Antonio Lo Bianco: la vittima del primo delitto del mostro di Firenze
La notte di mercoledì 21 agosto 1968, Lo Bianco si trovava con Barbara Locci all’interno di una Alfa Romeo Giulietta bianca posteggiata in una strada sterrata vicino al cimitero di Signa. Quella sera i due amanti si erano recati al cinema di Signa per vedere, stando ad alcune fonti, il film giapponese Nuda per un pugno di eroi. Il gestore del cinema li riconobbe, successivamente, dalle foto pubblicate sui giornali; lui escluse, però, la presenza del figlio della donna, che aveva sei anni, in quanto, considerato il film proiettato, non lo avrebbe fatto entrare.
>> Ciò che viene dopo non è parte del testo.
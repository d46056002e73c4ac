// src/engine/discovery.rs
//
// Lazily enumerates candidate source files under a root directory.
//
// The stream is pulled by the producer thread one entry at a time, so a tree
// of any size never has to be materialized. Per-entry errors (permission
// denied, vanished files) are yielded in-band and counted as skipped.

use crate::engine::converter::ImageConverter;
use crate::error::BatchError;
use std::path::{Path, PathBuf};
use std::sync::Arc;
use walkdir::WalkDir;

/// Lazy, finite sequence of source paths.
pub type PathStream = Box<dyn Iterator<Item = Result<PathBuf, BatchError>> + Send>;

/// Produces the sources for one job.
pub trait Discovery: Send + Sync {
    /// Fails up front when the root itself is unusable.
    fn discover(&self, root: &Path) -> Result<PathStream, BatchError>;
}

impl<F> Discovery for F
where
    F: Fn(&Path) -> Result<PathStream, BatchError> + Send + Sync,
{
    fn discover(&self, root: &Path) -> Result<PathStream, BatchError> {
        self(root)
    }
}

/// Recursive walk that keeps files whose extension is in the allow list.
#[derive(Clone, Debug)]
pub struct ExtensionScanner {
    extensions: Arc<[String]>,
    follow_links: bool,
}

impl ExtensionScanner {
    /// Extensions are matched case-insensitively; a leading dot is ignored.
    pub fn new<I, S>(extensions: I) -> Self
    where
        I: IntoIterator<Item = S>,
        S: AsRef<str>,
    {
        let extensions: Vec<String> = extensions
            .into_iter()
            .map(|ext| ext.as_ref().trim().trim_start_matches('.').to_lowercase())
            .filter(|ext| !ext.is_empty())
            .collect();
        Self {
            extensions: extensions.into(),
            follow_links: false,
        }
    }

    pub fn follow_links(mut self, follow: bool) -> Self {
        self.follow_links = follow;
        self
    }

    pub fn extensions(&self) -> &[String] {
        &self.extensions
    }

    pub fn matches(&self, path: &Path) -> bool {
        matches_extension(&self.extensions, path)
    }
}

/// Picks up every extension ImageConverter can decode.
impl Default for ExtensionScanner {
    fn default() -> Self {
        Self::new(ImageConverter::decodable_extensions())
    }
}

fn matches_extension(extensions: &[String], path: &Path) -> bool {
    path.extension()
        .and_then(|ext| ext.to_str())
        .map(|ext| extensions.iter().any(|allowed| allowed.eq_ignore_ascii_case(ext)))
        .unwrap_or(false)
}

/// Check that `root` exists and is a directory.
pub fn validate_root(root: &Path) -> Result<(), BatchError> {
    let display = || root.display().to_string();
    match std::fs::metadata(root) {
        Ok(meta) if meta.is_dir() => Ok(()),
        Ok(_) => Err(BatchError::not_a_directory(display())),
        Err(e) if e.kind() == std::io::ErrorKind::NotFound => {
            Err(BatchError::root_not_found(display()))
        }
        Err(e) => Err(BatchError::discovery_failed(display(), e.to_string())),
    }
}

impl Discovery for ExtensionScanner {
    fn discover(&self, root: &Path) -> Result<PathStream, BatchError> {
        validate_root(root)?;
        let extensions = Arc::clone(&self.extensions);
        let walker = WalkDir::new(root)
            .follow_links(self.follow_links)
            .sort_by_file_name()
            .into_iter();

        let stream = walker.filter_map(move |entry| match entry {
            Ok(entry) => {
                if entry.file_type().is_file() && matches_extension(&extensions, entry.path()) {
                    Some(Ok(entry.into_path()))
                } else {
                    None
                }
            }
            Err(err) => {
                let path = err
                    .path()
                    .map(|p| p.display().to_string())
                    .unwrap_or_default();
                Some(Err(BatchError::discovery_failed(path, err.to_string())))
            }
        });
        Ok(Box::new(stream))
    }
}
Sostenne, infine, che dopo l’entrata della coppia al cinema entrò soltanto un altro uomo del quale, però, non ricordava la fisionomia. Secondo ulteriori fonti, una cassiera del cinematografo vide invece la Locci con in braccio il figlio semi-addormentato all’uscita del cinema. A serata conclusa, i due si erano poi appartati in macchina. Sul sedile posteriore dormiva Natale “Natalino” Mele, di 6 anni, figlio di Barbara Locci e Stefano Mele. L’assassino, secondo gli inquirenti il marito di Barbara Locci, si avvicina all’auto ferma e spara complessivamente otto colpi da distanza ravvicinata: quattro colpiscono la donna e quattro l’uomo. Verranno recuperati cinque bossoli di cartucce calibro 22 Long Rifle Winchester con la lettera “H” punzonata sul fondello.
Le indagini conducono al marito della donna, Stefano Mele, sospettato di aver commesso il delitto per gelosia il quale prima negò ogni addebito, poi accusò gli amanti della moglie (Salvatore e Francesco Vinci) e poi li scagionò, alla fine, il 23 agosto, dopo 12 ore di interrogatorio, confessò di essere lui il colpevole. Nel 1970 Mele fu condannato a 14 anni di carcere. Durante il processo, Giuseppe Barranca, cognato di Antonio Lo Bianco, collega di lavoro di Mele e anch’egli amante della Locci, raccontò che la donna, pochissimi giorni prima del delitto, si era rifiutata di uscire con lui dichiarando che “potrebbero spararci mentre siamo in macchina” e, in un’altra occasione, gli aveva raccontato che c’era un tale che la seguiva in motorino. Una deposizione analoga fu resa da Francesco Vinci, che parlò di un uomo in motorino che avrebbe pedinato la Locci durante i suoi appuntamenti con gli amanti. Fino al 1982 non vi erano collegamenti fra questo delitto e quelli che dal 1974 verranno attribuiti al Mostro di Firenze; a seguito del ritrovamento in archivio di alcuni bossoli che, dopo le analisi, risultarono identici a quelli trovati sulle altre scene dei crimini, si dedusse che la pistola usata dal mostro era la stessa usata dall’assassino che aveva ucciso Antonio Lo Bianco e Barbara Locci nell’estate del 1968. Nonostante questo collegamento, il duplice delitto non è mai stato attribuito comunque con certezza agli stessi autori degli altri omicidi.